BARBARA BERTI
Cronaca

"Io non so chi sei" sbarca a Rifredi. Pastore indaga sull’animo umano

Da oggi al 13 la divertente commedia musicale per la regia di Angelo Savelli. Humor e delicatezza. Storie d’amore omossessuale per abbattere i luoghi comuni e cercare di scalfire gli stereotipi.

"Io non so chi sei" sbarca a Rifredi. Pastore indaga sull’animo umano

"Sono storie quotidiane di affetti e relazioni, che ci fanno tutti uguali nella diversità e tutti diversi nell’affrontare uguali problemi". Parola di Giancarlo Pastore, autore del libro "Io non so chi sei" da cui è tratto l’omonimo spettacolo teatrale che da oggi al 13 aprile torna al Teatro di Rifredi. La divertente commedia musicale, per la regia di Angelo Savelli, ha come protagonisti Alessandro Riccio e Nicola Pecci, accompagnati da Samuele Picchi e al pianoforte da Federico Ciompi. In scena tre storie quotidiane di affetti e relazioni, tutte al maschile.

"Io non ti conosco, io non so chi sei": chi è Giancarlo Pastore?

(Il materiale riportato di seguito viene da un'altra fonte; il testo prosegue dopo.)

#![forbid(unsafe_code)]

//! Verification primitives for islogin.
//!
//! Only the verifying half of each algorithm is provided: tokens are
//! signed by the identity provider, never by this crate.

pub mod digest;
pub mod sign;

pub use digest::DigestMethod;
pub use sign::{PublicKey, SignatureMethod};
#![forbid(unsafe_code)]

//! Core types shared by the islogin crates: the error enumeration used by
//! every pipeline stage, XML namespace constants, and algorithm URIs.

pub mod algorithm;
pub mod error;
pub mod ns;

pub use error::{Error, ErrorKind, Result};
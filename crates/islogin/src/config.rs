#![forbid(unsafe_code)]

//! Relying-party configuration.
//!
//! Loaded once at startup. Every field has a default, so a JSON file only
//! needs the values it changes:
//!
//! ```json
//! {
//!   "expected_audience": "https://innskraning.example.is",
//!   "trust_anchor": { "pem_file": "/etc/islogin/anchor.pem" }
//! }
//! ```

use std::path::{Path, PathBuf};

use islogin_core::Error;
use islogin_x509::{TrustPolicy, TrustStore};
use serde::{Deserialize, Serialize};

/// Where the trust anchor certificates come from.
#[derive(Debug, Clone, Default, PartialEq, Eq, Serialize, Deserialize)]
#[serde(rename_all = "snake_case")]
pub enum TrustAnchorSource {
    /// The anchor compiled into the binary.
    #[default]
    Embedded,
    /// A PEM file with one or more certificates.
    PemFile(PathBuf),
    /// Inline PEM text.
    Pem(String),
}

impl TrustAnchorSource {
    pub fn load(&self) -> Result<TrustStore, Error> {
        match self {
            TrustAnchorSource::Embedded => TrustStore::embedded(),
            TrustAnchorSource::PemFile(path) => TrustStore::from_pem_file(path),
            TrustAnchorSource::Pem(pem) => TrustStore::from_pem(pem),
        }
    }
}

#[derive(Debug, Clone, PartialEq, Eq, Serialize, Deserialize)]
#[serde(default, deny_unknown_fields)]
pub struct VerifierConfig {
    /// Audience every accepted assertion must be issued for. Verification
    /// always fails while this is unset.
    pub expected_audience: Option<String>,
    /// Check `NotBefore`/`NotOnOrAfter`. Disable only in tests.
    pub enforce_temporal_window: bool,
    pub trust_anchor: TrustAnchorSource,
    pub trust_policy: TrustPolicy,
    /// Required `Response/@Destination`, if set.
    pub expected_destination: Option<String>,
    /// Required `DestinationSSN` claim, if set.
    pub expected_destination_ssn: Option<String>,
}

impl Default for VerifierConfig {
    fn default() -> Self {
        Self {
            expected_audience: None,
            enforce_temporal_window: true,
            trust_anchor: TrustAnchorSource::default(),
            trust_policy: TrustPolicy::default(),
            expected_destination: None,
            expected_destination_ssn: None,
        }
    }
}

impl VerifierConfig {
    /// Default configuration for `audience`.
    pub fn new(audience: impl Into<String>) -> Self {
        Self {
            expected_audience: Some(audience.into()),
            ..Self::default()
        }
    }

    pub fn from_json_file(path: impl AsRef<Path>) -> Result<Self, Error> {
        let path = path.as_ref();
        let text = std::fs::read_to_string(path)
            .map_err(|e| Error::Configuration(format!("cannot read {}: {e}", path.display())))?;
        Self::from_json(&text)
            .map_err(|e| Error::Configuration(format!("{}: {}", path.display(), e.reason())))
    }

    pub fn from_json(text: &str) -> Result<Self, Error> {
        serde_json::from_str(text)
            .map_err(|e| Error::Configuration(format!("invalid configuration: {e}")))
    }

    pub fn with_trust_anchor(mut self, source: TrustAnchorSource) -> Self {
        self.trust_anchor = source;
        self
    }

    pub fn with_temporal_window(mut self, enforce: bool) -> Self {
        self.enforce_temporal_window = enforce;
        self
    }
}

#[cfg(test)]
mod tests {
    use super::*;
    use islogin_core::ErrorKind;

    #[test]
    fn defaults() {
        let config = VerifierConfig::default();
        assert!(config.expected_audience.is_none());
        assert!(config.enforce_temporal_window);
        assert_eq!(config.trust_anchor, TrustAnchorSource::Embedded);
        assert_eq!(config.trust_policy.expected_subject_serial_number, "6503760649");
    }

    #[test]
    fn partial_json() {
        let config = VerifierConfig::from_json(
            r#"{
                "expected_audience": "https://rp.test",
                "trust_anchor": { "pem_file": "/etc/islogin/anchor.pem" },
                "trust_policy": { "expected_issuer_organization": "Test CA" }
            }"#,
        )
        .unwrap();
        assert_eq!(config.expected_audience.as_deref(), Some("https://rp.test"));
        assert!(config.enforce_temporal_window);
        assert_eq!(
            config.trust_anchor,
            TrustAnchorSource::PemFile("/etc/islogin/anchor.pem".into())
        );
        assert_eq!(config.trust_policy.expected_issuer_organization, "Test CA");
        assert_eq!(config.trust_policy.expected_subject_serial_number, "6503760649");
    }

    #[test]
    fn embedded_anchor_as_string() {
        let config = VerifierConfig::from_json(r#"{"trust_anchor": "embedded"}"#).unwrap();
        assert_eq!(config.trust_anchor, TrustAnchorSource::Embedded);
    }

    #[test]
    fn unknown_field_is_rejected() {
        let err = VerifierConfig::from_json(r#"{"audience": "https://rp.test"}"#).unwrap_err();
        assert_eq!(err.kind(), ErrorKind::Configuration);
    }

    #[test]
    fn missing_file() {
        let err = VerifierConfig::from_json_file("/nonexistent/islogin.json").unwrap_err();
        assert_eq!(err.kind(), ErrorKind::Configuration);
        assert!(err.reason().contains("/nonexistent/islogin.json"));
    }

    #[test]
    fn anchor_sources_load() {
        assert_eq!(TrustAnchorSource::Embedded.load().unwrap().len(), 1);
        let pem = include_str!("../../../testdata/anchor.pem");
        assert_eq!(TrustAnchorSource::Pem(pem.into()).load().unwrap().len(), 1);
        let err = TrustAnchorSource::Pem("garbage".into()).load().unwrap_err();
        assert_eq!(err.kind(), ErrorKind::Configuration);
    }
}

"La domanda è di quelle difficili. La prima cosa che mi viene in mente è che Giancarlo è un uomo che dalla vita ha avuto molto più di ciò che si aspettava e che di conseguenza cerca di vivere con gratitudine e consapevolezza. È anche un tipo dall’apparenza tranquilla, che sembra magari equilibrato, sicuro di sé - cosa anche vera - ma che ha dentro un intero condominio di voci a cui badare, e come succede nelle assemblee, a volte non tutte sono simpatiche o gradevoli".

Il suo romanzo racconta nove storie d’amore omosessuale: come nasce il libro?

"La prima edizione del libro è uscita nel 2009, i racconti sono stati scritti negli anni precedenti. Li ho scritti con la volontà di rompere gli stereotipi o almeno cercare di farlo e di affrontare l’argomento omofobia, anche l’omofobia interiorizzata, proponendo personaggi non unidimensionali – l’appiattimento è uno dei problemi degli stereotipi – e per quanto possibile complessi e contraddittori come ogni essere umano. Era un momento in cui si parlava parecchio di questi argomenti, cioè di omofobia, mi sembrava ci fosse più voglia in generale di intervenire, di cambiare le cose, e in cui purtroppo molto spesso si leggeva di episodi di discriminazione, di violenza, a volte con esiti anche tragici".

A cosa di è ispirato?

"Uno dei racconti trae ispirazione direttamente dal suicidio di un ragazzino bullizzato, avvenuto nella mia città d’origine, Torino, una storia che mi aveva colpito parecchio; un altro invece si rifà alle teorie riparative di Nicolosi, un tipo che pensava che gli omosessuali dovessero essere ‘riparati’ e proponeva corsi per farli rientrare nella ‘normalità’. A quasi quindici anni di distanza temo che troverei nella cronaca altrettanti spunti, se non di più".

Che caratteristiche hanno le tre storie dello spettacolo?

"Leggerezza e ironia, unite a una certa dose di profondità".

In tutti i casi si tratta di storie di ordinaria vita gay: in Italia come è la situazione per le coppie omosessuali?

"I racconti scavano in esistenze ordinarie, nella quotidianità dei rapporti d’amore, d’amicizia, di

dinamiche famigliari. Ho lasciato l’Italia nel 2010, dopo un breve periodo negli Usa ora vivo in Belgio dove 11 anni fa ho potuto sposare l’uomo con cui già allora vivevo da più di dieci anni. Si è trattato di un vero e proprio matrimonio, non di un’unione civile di rango inferiore. Ho sempre sostenuto che le unioni civili siano delle forme di omofobia istituzionalizzata. L’Italia è rimasta l’unico Paese europeo, insieme a quelli dell’ex blocco comunista, a non avere il matrimonio egualitario. La discriminazione generalizzata, quando viene dall’alto, ha effetti a valanga sulla vita dei singoli, e a farne le spese sono i più deboli. Penso a ragazze e ragazzi giovanissimi rifiutati dalle proprie famiglie, e che là dove dovrebbero trovare amore, accettazione e incoraggiamento trovano invece il riflesso di una società ostile, se non carica di odio".

Quanto gli stereotipi incidono nella vita quotidiana?

"Sono scorciatoie del pensiero, evitano lo sforzo di riflettere, mettono la gente in una posizione di comodo, per questo sono così difficili da scalfire. Assicurare a una minoranza gli stessi diritti di tutti, o proteggerla con strumenti adeguati dagli attacchi motivati dall’odio, arricchisce la comunità intera e non toglie niente a nessuno. Mi sembra manchi questa consapevolezza".